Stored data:

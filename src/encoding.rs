//! Chunk cell encoding: delta-varint timestamps, float (Raw64/Gorilla) values, CRC32 per chunk.
//!
//! A chunk column cell holds every chunk of one series that falls into the column's
//! slice of the block time range:
//!
//! ```text
//! cell    := chunk_count(var_u32) chunk*
//! chunk   := min_time(var_i64) span(var_u64) payload_len(var_u32) payload crc32(u32)
//! payload := float_codec(u8) sample_count(var_u32) first_ts(i64) ts_delta(var_u64)* values
//! ```
//!
//! The header (`min_time`, `span = max_time - min_time`) lets the decoder skip chunks
//! outside the query window without touching their payload.

use crate::error::QueryError;
use crate::types::{Chunk, Sample, Timestamp};

use bytes::Bytes;
use crc32fast::Hasher as Crc32;
use serde::{Deserialize, Serialize};
use std::fmt;
use std::io::{Cursor, Read};

/// Float encoding strategy for chunk payloads.
///
/// Serde: lowercase string (e.g. `"raw64"`, `"gorillaxor"`).
#[derive(Debug, Clone, Copy, PartialEq, Eq, Default, Serialize, Deserialize)]
#[serde(rename_all = "lowercase")]
pub enum FloatEncoding {
    /// Store IEEE-754 bits verbatim (8 bytes/value).
    Raw64,
    /// Gorilla-style XOR + leading/trailing-zero bitpacking over consecutive values.
    #[default]
    GorillaXor,
}

const FLOAT_CODEC_RAW64: u8 = 1;
const FLOAT_CODEC_GORILLA_XOR: u8 = 2;

/// Upper bound on samples per decoded chunk; larger counts are treated as corruption.
const MAX_CHUNK_SAMPLES: usize = 1 << 24;

/// Decodes a chunk column cell into the chunks overlapping a time window.
///
/// Implementations must return chunks sorted by `min_time` and fail (rather than
/// return partial data) on any malformed input.
pub trait ChunksDecoder: fmt::Debug + Send + Sync {
    /// Decodes the chunks of `data` that overlap `[mint, maxt)`. Chunks are returned
    /// whole; clipping to the window is the caller's job.
    fn decode(
        &self,
        data: &[u8],
        mint: Timestamp,
        maxt: Timestamp,
    ) -> Result<Vec<Chunk>, QueryError>;
}

/// Decoder for cells written by [`XorChunksEncoder`].
#[derive(Debug, Clone, Copy, Default)]
pub struct XorChunksDecoder;

impl ChunksDecoder for XorChunksDecoder {
    fn decode(
        &self,
        data: &[u8],
        mint: Timestamp,
        maxt: Timestamp,
    ) -> Result<Vec<Chunk>, QueryError> {
        let mut cur = Cursor::new(data);
        let count = read_var_u32(&mut cur).map_err(QueryError::decode)? as usize;
        let mut out = Vec::new();
        let mut prev_min = Timestamp::MIN;

        for _ in 0..count {
            let min_time = read_var_i64(&mut cur).map_err(QueryError::decode)?;
            let span = read_var_u64(&mut cur).map_err(QueryError::decode)?;
            let max_time = min_time
                .checked_add_unsigned(span)
                .ok_or_else(|| QueryError::decode("Chunk time span overflow"))?;
            if min_time < prev_min {
                return Err(QueryError::decode("Chunks out of order in cell"));
            }
            prev_min = min_time;

            let payload_len = read_var_u32(&mut cur).map_err(QueryError::decode)? as usize;
            let start = cur.position() as usize;
            let end = start
                .checked_add(payload_len)
                .filter(|&e| e.checked_add(4).map_or(false, |t| t <= data.len()))
                .ok_or_else(|| QueryError::decode("Truncated chunk payload"))?;
            cur.set_position((end + 4) as u64);

            if max_time < mint || min_time >= maxt {
                continue;
            }

            let payload = &data[start..end];
            let expected_crc = u32::from_le_bytes([
                data[end],
                data[end + 1],
                data[end + 2],
                data[end + 3],
            ]);
            if crc32(payload) != expected_crc {
                return Err(QueryError::decode("Chunk payload CRC mismatch"));
            }

            let samples = decode_chunk_payload(payload)?;
            let chunk = Chunk::from_samples(samples)
                .ok_or_else(|| QueryError::decode("Empty chunk payload"))?;
            if chunk.min_time != min_time || chunk.max_time != max_time {
                return Err(QueryError::decode(format!(
                    "Chunk header [{}, {}] disagrees with samples [{}, {}]",
                    min_time, max_time, chunk.min_time, chunk.max_time
                )));
            }
            out.push(chunk);
        }

        if (cur.position() as usize) != data.len() {
            return Err(QueryError::decode("Trailing bytes after last chunk"));
        }
        Ok(out)
    }
}

/// Encoder producing cells readable by [`XorChunksDecoder`].
#[derive(Debug, Clone, Copy, Default)]
pub struct XorChunksEncoder {
    pub float_encoding: FloatEncoding,
}

impl XorChunksEncoder {
    pub fn new(float_encoding: FloatEncoding) -> Self {
        Self { float_encoding }
    }

    /// Encodes chunks (sorted by `min_time`, each non-empty) into one cell.
    pub fn encode(&self, chunks: &[Chunk]) -> Result<Bytes, QueryError> {
        let count: u32 = chunks
            .len()
            .try_into()
            .map_err(|_| QueryError::Internal("Too many chunks in cell".to_string()))?;
        let mut buf = Vec::new();
        write_var_u32(&mut buf, count);

        let mut prev_min = Timestamp::MIN;
        for chunk in chunks {
            if chunk.is_empty() {
                return Err(QueryError::Internal(
                    "Refusing to encode an empty chunk".to_string(),
                ));
            }
            if chunk.min_time < prev_min {
                return Err(QueryError::Internal(
                    "Chunks must be sorted by min_time".to_string(),
                ));
            }
            if chunk.max_time < chunk.min_time {
                return Err(QueryError::Internal(
                    "Chunk max_time precedes min_time".to_string(),
                ));
            }
            prev_min = chunk.min_time;

            let payload = self.encode_payload(&chunk.samples)?;
            let payload_len: u32 = payload
                .len()
                .try_into()
                .map_err(|_| QueryError::Internal("Chunk payload too large".to_string()))?;

            write_var_i64(&mut buf, chunk.min_time);
            write_var_u64(&mut buf, chunk.max_time.abs_diff(chunk.min_time));
            write_var_u32(&mut buf, payload_len);
            buf.extend_from_slice(&payload);
            write_u32(&mut buf, crc32(&payload));
        }
        Ok(Bytes::from(buf))
    }

    fn encode_payload(&self, samples: &[Sample]) -> Result<Vec<u8>, QueryError> {
        let mut payload = Vec::with_capacity(16 + samples.len() * 9);
        payload.push(match self.float_encoding {
            FloatEncoding::Raw64 => FLOAT_CODEC_RAW64,
            FloatEncoding::GorillaXor => FLOAT_CODEC_GORILLA_XOR,
        });
        write_var_u32(&mut payload, samples.len() as u32);

        let base_ts = samples[0].timestamp;
        payload.extend_from_slice(&base_ts.to_le_bytes());
        let mut prev = base_ts;
        for s in &samples[1..] {
            if s.timestamp < prev {
                return Err(QueryError::Internal(
                    "Samples must be sorted by timestamp for delta encoding".to_string(),
                ));
            }
            write_var_u64(&mut payload, s.timestamp.abs_diff(prev));
            prev = s.timestamp;
        }

        match self.float_encoding {
            FloatEncoding::Raw64 => {
                for s in samples {
                    payload.extend_from_slice(&s.value.to_bits().to_le_bytes());
                }
            }
            FloatEncoding::GorillaXor => {
                let values: Vec<u64> = samples.iter().map(|s| s.value.to_bits()).collect();
                encode_gorilla_xor_u64(&values, &mut payload);
            }
        }
        Ok(payload)
    }
}

fn decode_chunk_payload(payload: &[u8]) -> Result<Vec<Sample>, QueryError> {
    let mut cur = Cursor::new(payload);
    let mut codec = [0u8; 1];
    cur.read_exact(&mut codec)
        .map_err(|e| QueryError::decode(format!("Truncated chunk codec: {}", e)))?;
    let count = read_var_u32(&mut cur).map_err(QueryError::decode)? as usize;
    if count == 0 || count > MAX_CHUNK_SAMPLES {
        return Err(QueryError::decode(format!(
            "Invalid chunk sample count {}",
            count
        )));
    }

    let base = read_i64(&mut cur).map_err(QueryError::decode)?;
    let mut timestamps = Vec::with_capacity(count);
    timestamps.push(base);
    let mut prev = base;
    for _ in 1..count {
        let d = read_var_u64(&mut cur).map_err(QueryError::decode)?;
        prev = prev
            .checked_add_unsigned(d)
            .ok_or_else(|| QueryError::decode("Timestamp delta overflow"))?;
        timestamps.push(prev);
    }

    let bits: Vec<u64> = match codec[0] {
        FLOAT_CODEC_RAW64 => {
            let mut out = Vec::with_capacity(count);
            for _ in 0..count {
                out.push(read_u64(&mut cur).map_err(QueryError::decode)?);
            }
            out
        }
        FLOAT_CODEC_GORILLA_XOR => decode_gorilla_xor_u64(&mut cur, count)?,
        other => {
            return Err(QueryError::decode(format!("Unknown float codec {}", other)));
        }
    };

    if (cur.position() as usize) != payload.len() {
        return Err(QueryError::decode("Trailing bytes in chunk payload"));
    }

    Ok(timestamps
        .into_iter()
        .zip(bits)
        .map(|(t, b)| Sample::new(t, f64::from_bits(b)))
        .collect())
}

// --- Helpers (binary, varint, gorilla) ---

#[inline]
pub fn crc32(bytes: &[u8]) -> u32 {
    let mut h = Crc32::new();
    h.update(bytes);
    h.finalize()
}

fn write_u32(buf: &mut Vec<u8>, v: u32) {
    buf.extend_from_slice(&v.to_le_bytes());
}

fn read_u64<R: Read>(r: &mut R) -> Result<u64, String> {
    let mut b = [0u8; 8];
    r.read_exact(&mut b)
        .map_err(|e| format!("Truncated u64: {}", e))?;
    Ok(u64::from_le_bytes(b))
}

fn read_i64<R: Read>(r: &mut R) -> Result<i64, String> {
    read_u64(r).map(|v| v as i64)
}

fn write_var_u64(buf: &mut Vec<u8>, mut v: u64) {
    while v >= 0x80 {
        buf.push((v as u8) | 0x80);
        v >>= 7;
    }
    buf.push(v as u8);
}

fn write_var_u32(buf: &mut Vec<u8>, v: u32) {
    write_var_u64(buf, v as u64);
}

fn write_var_i64(buf: &mut Vec<u8>, v: i64) {
    write_var_u64(buf, ((v << 1) ^ (v >> 63)) as u64);
}

fn read_var_u64<R: Read>(r: &mut R) -> Result<u64, String> {
    let mut out: u64 = 0;
    let mut shift: u32 = 0;
    for _ in 0..10 {
        let mut b = [0u8; 1];
        r.read_exact(&mut b)
            .map_err(|e| format!("Truncated varint: {}", e))?;
        let byte = b[0];
        out |= ((byte & 0x7F) as u64) << shift;
        if (byte & 0x80) == 0 {
            return Ok(out);
        }
        shift = shift.saturating_add(7);
    }
    Err("Varint too long".to_string())
}

fn read_var_u32<R: Read>(r: &mut R) -> Result<u32, String> {
    let v = read_var_u64(r)?;
    if v > u32::MAX as u64 {
        return Err("Varint does not fit in u32".to_string());
    }
    Ok(v as u32)
}

fn read_var_i64<R: Read>(r: &mut R) -> Result<i64, String> {
    let u = read_var_u64(r)?;
    Ok(((u >> 1) as i64) ^ -((u & 1) as i64))
}

struct BitWriter<'a> {
    out: &'a mut Vec<u8>,
    cur: u8,
    used: u8,
}

impl<'a> BitWriter<'a> {
    fn new(out: &'a mut Vec<u8>) -> Self {
        Self {
            out,
            cur: 0,
            used: 0,
        }
    }

    fn push_bit(&mut self, bit: bool) {
        let b = if bit { 1u8 } else { 0u8 };
        self.cur |= b << (7 - self.used);
        self.used += 1;
        if self.used == 8 {
            self.out.push(self.cur);
            self.cur = 0;
            self.used = 0;
        }
    }

    fn push_bits(&mut self, mut v: u64, count: u8) {
        if count == 0 {
            return;
        }
        if count < 64 {
            v &= (1u64 << count) - 1;
        }
        for i in (0..count).rev() {
            self.push_bit(((v >> i) & 1) == 1);
        }
    }

    fn finish(self) {
        if self.used > 0 {
            self.out.push(self.cur);
        }
    }
}

struct BitReader<'a, R: Read> {
    r: &'a mut R,
    cur: u8,
    left: u8,
}

impl<'a, R: Read> BitReader<'a, R> {
    fn new(r: &'a mut R) -> Self {
        Self { r, cur: 0, left: 0 }
    }

    fn read_bit(&mut self) -> Result<bool, QueryError> {
        if self.left == 0 {
            let mut b = [0u8; 1];
            self.r
                .read_exact(&mut b)
                .map_err(|e| QueryError::decode(format!("Truncated Gorilla stream: {}", e)))?;
            self.cur = b[0];
            self.left = 8;
        }
        let bit = (self.cur & (1u8 << (self.left - 1))) != 0;
        self.left -= 1;
        Ok(bit)
    }

    fn read_bits(&mut self, count: u8) -> Result<u64, QueryError> {
        let mut out = 0u64;
        for _ in 0..count {
            out <<= 1;
            out |= if self.read_bit()? { 1 } else { 0 };
        }
        Ok(out)
    }
}

fn encode_gorilla_xor_u64(values: &[u64], out: &mut Vec<u8>) {
    out.extend_from_slice(&values[0].to_le_bytes());
    let mut bw = BitWriter::new(out);

    let mut prev = values[0];
    let mut prev_leading: u8 = 0;
    let mut prev_trailing: u8 = 0;
    let mut prev_sigbits: u8 = 0;

    for &cur in &values[1..] {
        let x = prev ^ cur;
        if x == 0 {
            bw.push_bit(false);
        } else {
            bw.push_bit(true);
            let leading = x.leading_zeros() as u8;
            let trailing = x.trailing_zeros() as u8;
            let sigbits = 64 - leading - trailing;

            if prev_sigbits != 0 && leading >= prev_leading && trailing >= prev_trailing {
                bw.push_bit(false);
                bw.push_bits(x >> prev_trailing, prev_sigbits);
            } else {
                bw.push_bit(true);
                bw.push_bits(leading as u64, 6);
                bw.push_bits((sigbits - 1) as u64, 6);
                bw.push_bits(x >> trailing, sigbits);
                prev_leading = leading;
                prev_trailing = trailing;
                prev_sigbits = sigbits;
            }
        }
        prev = cur;
    }
    bw.finish();
}

fn decode_gorilla_xor_u64<R: Read>(r: &mut R, count: usize) -> Result<Vec<u64>, QueryError> {
    let first = read_u64(r).map_err(QueryError::decode)?;
    let mut out = Vec::with_capacity(count);
    out.push(first);
    let mut br = BitReader::new(r);

    let mut prev = first;
    let mut prev_trailing: u8 = 0;
    let mut prev_sigbits: u8 = 0;

    for _ in 1..count {
        if !br.read_bit()? {
            out.push(prev);
            continue;
        }
        let (sigbits, trailing) = if !br.read_bit()? {
            if prev_sigbits == 0 {
                return Err(QueryError::decode(
                    "Gorilla reuse window before initialization",
                ));
            }
            (prev_sigbits, prev_trailing)
        } else {
            let leading = br.read_bits(6)? as u8;
            let sigbits = (br.read_bits(6)? as u8).saturating_add(1);
            if leading as u16 + sigbits as u16 > 64 {
                return Err(QueryError::decode("Invalid Gorilla bit widths"));
            }
            let trailing = 64 - leading - sigbits;
            prev_trailing = trailing;
            prev_sigbits = sigbits;
            (sigbits, trailing)
        };

        let significant = br.read_bits(sigbits)?;
        let cur = prev ^ (significant << trailing);
        out.push(cur);
        prev = cur;
    }
    Ok(out)
}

• [WHAT IS EXPECTED]
Among the lines above, return those that hold the word "Deserialize".

• [EXERCISE ANSWER]
use serde::{Deserialize, Serialize};
#[derive(Debug, Clone, Copy, PartialEq, Eq, Default, Serialize, Deserialize)]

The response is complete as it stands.